Als Nachfolgerin des Systems Turbo 8G präsentiert Böwe Systec auf der Drupa 2016 die Turbo 9G. Als, laut Böwe, kleinste Hochleistungsanlage ihrer Klasse soll die Turbo 9G den geringsten Stromverbrauch im Kuvertiermarkt aufweisen und durch den vertikalen Transport und den Einsatz von Pneumatik- und Servotechnologie eine besonders schonende Verarbeitung gewährleisten. Zwei unterschiedliche Folgeordner sollen es beispielsweise ermöglichen, Dokumente entsprechend der bestehenden Produktionsprozesse entweder mit dem Gesicht nach oben oder nach unten zu verarbeiten.

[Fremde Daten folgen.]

#[derive(Default)]
struct Counting {
    started: AtomicUsize,
    retried: AtomicUsize,
    completed: AtomicUsize,
    errored: AtomicUsize,
    chars: AtomicUsize,
    finished: AtomicUsize,
    successes: AtomicUsize,
}

impl PipelineProgressCallback for Counting {
    fn on_page_start(&self, _page_num: usize, _total: usize) {
        self.started.fetch_add(1, Ordering::SeqCst);
    }
    fn on_page_retry(&self, _page_num: usize, _attempt: u32, _delay: Duration, _reason: &str) {
        self.retried.fetch_add(1, Ordering::SeqCst);
    }
    fn on_page_complete(&self, _page_num: usize, _total: usize, text_len: usize) {
        self.completed.fetch_add(1, Ordering::SeqCst);
        self.chars.fetch_add(text_len, Ordering::SeqCst);
    }
    fn on_page_error(&self, _page_num: usize, _total: usize, _error: &str) {
        self.errored.fetch_add(1, Ordering::SeqCst);
    }
    fn on_conversion_complete(&self, _total: usize, success_count: usize) {
        self.finished.fetch_add(1, Ordering::SeqCst);
        self.successes.store(success_count, Ordering::SeqCst);
    }
}

// ── Ordering ─────────────────────────────────────────────────────────────────

#[tokio::test]
async fn concurrent_results_follow_upload_order() {
    let input = pages(&["a.png", "b.png", "c.png", "d.png"]);
    // Later pages answer first.
    let stub = Arc::new(Stub::with_pages(
        &input,
        vec![
            (Reply::Text("# Visit A\nalpha"), 80),
            (Reply::Text("# Visit B\nbeta"), 60),
            (Reply::Text("# Visit C\ngamma"), 40),
            (Reply::Text("# Visit D\ndelta"), 20),
        ],
    ));
    let config = base_config(stub).build().unwrap();

    let output = assert_ok!(convert(input, &config).await);

    let ordinals: Vec<usize> = output.pages.iter().map(|p| p.ordinal).collect();
    assert_eq!(ordinals, vec![0, 1, 2, 3]);

    let groups = output.document.page_groups();
    assert_eq!(groups.len(), 4);
    assert_eq!(groups[0], &[Block::heading(1, "Visit A"), Block::paragraph("alpha")][..]);
    assert_eq!(group_text(groups[3]), vec!["Visit D", "delta"]);
}

#[tokio::test]
async fn sequential_dispatch_keeps_order() {
    let input = pages(&["a.png", "b.png", "c.png"]);
    let stub = Arc::new(Stub::with_pages(
        &input,
        vec![
            (Reply::Text("one"), 10),
            (Reply::Text("two"), 0),
            (Reply::Text("three"), 5),
        ],
    ));
    let config = base_config(stub)
        .dispatch(DispatchStrategy::Sequential {
            inter_page_delay: Duration::from_millis(1),
        })
        .build()
        .unwrap();

    let output = assert_ok!(convert(input, &config).await);
    let texts: Vec<&str> = output.pages.iter().filter_map(|p| p.text()).collect();
    assert_eq!(texts, vec!["one", "two", "three"]);
}

// ── Retry ────────────────────────────────────────────────────────────────────

#[tokio::test]
async fn rate_limits_below_the_bound_recover() {
    let input = pages(&["a.png"]);
    let stub = Arc::new(Stub::with_pages(
        &input,
        vec![(Reply::RateLimitedThen(2, "recovered"), 0)],
    ));
    let config = base_config(Arc::clone(&stub)).max_attempts(3).build().unwrap();

    let output = assert_ok!(convert(input.clone(), &config).await);

    assert_eq!(output.stats.failed_pages, 0);
    assert_eq!(output.pages[0].text(), Some("recovered"));
    assert_eq!(output.pages[0].attempts, 3);
    assert_eq!(output.stats.total_attempts, 3);
    assert_eq!(stub.calls_for(&input[0]), 3);
}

Als Einstiegslösung für Dienstleister im Midrange-Bereich stellt Böwe Systec den Direct Mailer vor. Je nach Einsatzgebiet gibt es diese für mehrschichtige Produktionen mit hohem Output konzipiert Mailingmaschine in zwei standardisierten Konfigurationen für die Verarbeitung von Kuvertformaten bis C5 oder bis C4. Je nach gewählter Konfiguration erreicht der Direct Mailer laut Hersteller einen Durchsatz von bis zu 15.000 bzw. 10.000 Kuverts pro Stunde.

Als weitere Neuheit präsentiert Böwe Systec zudem die Mini Bridge: eine von Böwe in Kooperation mit dem Druckerhersteller Riso entwickelte Lösung zur Realisierung der White Paper Factory im Kuvertierbereich. Das integrierte System druckt laut Hersteller vollfarbige, personalisierte Dokumente ‚on demand‘ mit bis zu 150 Seiten Simplex pro Minute, transportiert sie automatisch weiter und kuvertiert sie anschließend ohne zwischengeschaltete manuelle Eingriffe in Formate bis C5 bzw. optional bis C4 – und das alles bei einem Durchsatz von bis zu 4.200 Umschlägen pro Stunde.